TASK PROMPT: Every line of the data must be copied exactly.

THE DATA:
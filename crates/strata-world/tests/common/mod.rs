#![allow(dead_code)]

use std::sync::Arc;

use glam::{Vec2, Vec3};
use strata_voxel::{BlockRegistry, ChunkCoord, TemplateRegistry};
use strata_world::{ChunkStore, ExecutorKind, StreamingConfig, World};

pub fn small_config(seed: u64) -> StreamingConfig {
    StreamingConfig {
        activation_radius: 2.0,
        deactivation_radius: 3.5,
        activations_per_tick: 4,
        mesh_rebuilds_per_tick: 8,
        seed,
        ..Default::default()
    }
}

pub fn inline_world(config: StreamingConfig, store: Arc<dyn ChunkStore>) -> World {
    let registry = Arc::new(BlockRegistry::with_defaults());
    let templates = Arc::new(TemplateRegistry::with_defaults(&registry).unwrap());
    World::new(config, registry, templates, store, ExecutorKind::Inline).unwrap()
}

/// Block-space viewer position at the centre of a chunk, high above terrain.
pub fn viewer_over(coord: ChunkCoord) -> Vec3 {
    Vec3::new(coord.x as f32 * 16.0 + 8.0, coord.y as f32 * 16.0 + 8.0, 120.0)
}

/// Coordinates the world should hold for a viewer at `viewer`.
pub fn wanted(viewer: Vec3, radius: f32) -> Vec<ChunkCoord> {
    let center = Vec2::new(viewer.x / 16.0, viewer.y / 16.0);
    let reach = radius.ceil() as i32 + 1;
    let base = center.floor().as_ivec2();
    let mut coords = Vec::new();
    for dy in -reach..=reach {
        for dx in -reach..=reach {
            let coord = ChunkCoord::new(base.x + dx, base.y + dy);
            if coord.distance_squared_to(center) <= radius * radius {
                coords.push(coord);
            }
        }
    }
    coords.sort();
    coords
}

pub fn live_coords(world: &World) -> Vec<ChunkCoord> {
    let mut coords: Vec<_> = world.chunks().coords().collect();
    coords.sort();
    coords
}

/// Ticks until every wanted chunk is live, nothing live lies beyond the
/// deactivation radius and no job is in flight. Chunks inside the hysteresis
/// band may stay live. Returns the number of ticks taken.
pub fn settle(world: &mut World, viewer: Vec3, max_ticks: usize) -> usize {
    let target = wanted(viewer, world.config().activation_radius);
    let center = Vec2::new(viewer.x / 16.0, viewer.y / 16.0);
    let limit_sq = world.config().deactivation_radius.powi(2);
    for tick in 0..max_ticks {
        world.tick(viewer, 0.016);
        let stats = world.stats();
        let idle = stats.initializing == 0 && stats.saving == 0 && stats.jobs_in_flight == 0;
        let covered = target.iter().all(|&coord| world.is_live(coord));
        let bounded = world
            .chunks()
            .coords()
            .all(|coord| coord.distance_squared_to(center) <= limit_sq);
        if idle && covered && bounded {
            return tick + 1;
        }
    }
    panic!("world did not settle within {max_ticks} ticks");
}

WORKED SOLUTION:
filename crates/strata-world/tests/common/mod.rs
#![allow(dead_code)]

use std::sync::Arc;

use glam::{Vec2, Vec3};
use strata_voxel::{BlockRegistry, ChunkCoord, TemplateRegistry};
use strata_world::{ChunkStore, ExecutorKind, StreamingConfig, World};

pub fn small_config(seed: u64) -> StreamingConfig {
    StreamingConfig {
        activation_radius: 2.0,
        deactivation_radius: 3.5,
        activations_per_tick: 4,
        mesh_rebuilds_per_tick: 8,
        seed,
        ..Default::default()
    }
}

pub fn inline_world(config: StreamingConfig, store: Arc<dyn ChunkStore>) -> World {
    let registry = Arc::new(BlockRegistry::with_defaults());
    let templates = Arc::new(TemplateRegistry::with_defaults(&registry).unwrap());
    World::new(config, registry, templates, store, ExecutorKind::Inline).unwrap()
}

/// Block-space viewer position at the centre of a chunk, high above terrain.
pub fn viewer_over(coord: ChunkCoord) -> Vec3 {
    Vec3::new(coord.x as f32 * 16.0 + 8.0, coord.y as f32 * 16.0 + 8.0, 120.0)
}

/// Coordinates the world should hold for a viewer at `viewer`.
pub fn wanted(viewer: Vec3, radius: f32) -> Vec<ChunkCoord> {
    let center = Vec2::new(viewer.x / 16.0, viewer.y / 16.0);
    let reach = radius.ceil() as i32 + 1;
    let base = center.floor().as_ivec2();
    let mut coords = Vec::new();
    for dy in -reach..=reach {
        for dx in -reach..=reach {
            let coord = ChunkCoord::new(base.x + dx, base.y + dy);
            if coord.distance_squared_to(center) <= radius * radius {
                coords.push(coord);
            }
        }
    }
    coords.sort();
    coords
}

pub fn live_coords(world: &World) -> Vec<ChunkCoord> {
    let mut coords: Vec<_> = world.chunks().coords().collect();
    coords.sort();
    coords
}

/// Ticks until every wanted chunk is live, nothing live lies beyond the
/// deactivation radius and no job is in flight. Chunks inside the hysteresis
/// band may stay live. Returns the number of ticks taken.
pub fn settle(world: &mut World, viewer: Vec3, max_ticks: usize) -> usize {
    let target = wanted(viewer, world.config().activation_radius);
    let center = Vec2::new(viewer.x / 16.0, viewer.y / 16.0);
    let limit_sq = world.config().deactivation_radius.powi(2);
    for tick in 0..max_ticks {
        world.tick(viewer, 0.016);
        let stats = world.stats();
        let idle = stats.initializing == 0 && stats.saving == 0 && stats.jobs_in_flight == 0;
        let covered = target.iter().all(|&coord| world.is_live(coord));
        let bounded = world
            .chunks()
            .coords()
            .all(|coord| coord.distance_squared_to(center) <= limit_sq);
        if idle && covered && bounded {
            return tick + 1;
        }
    }
    panic!("world did not settle within {max_ticks} ticks");
}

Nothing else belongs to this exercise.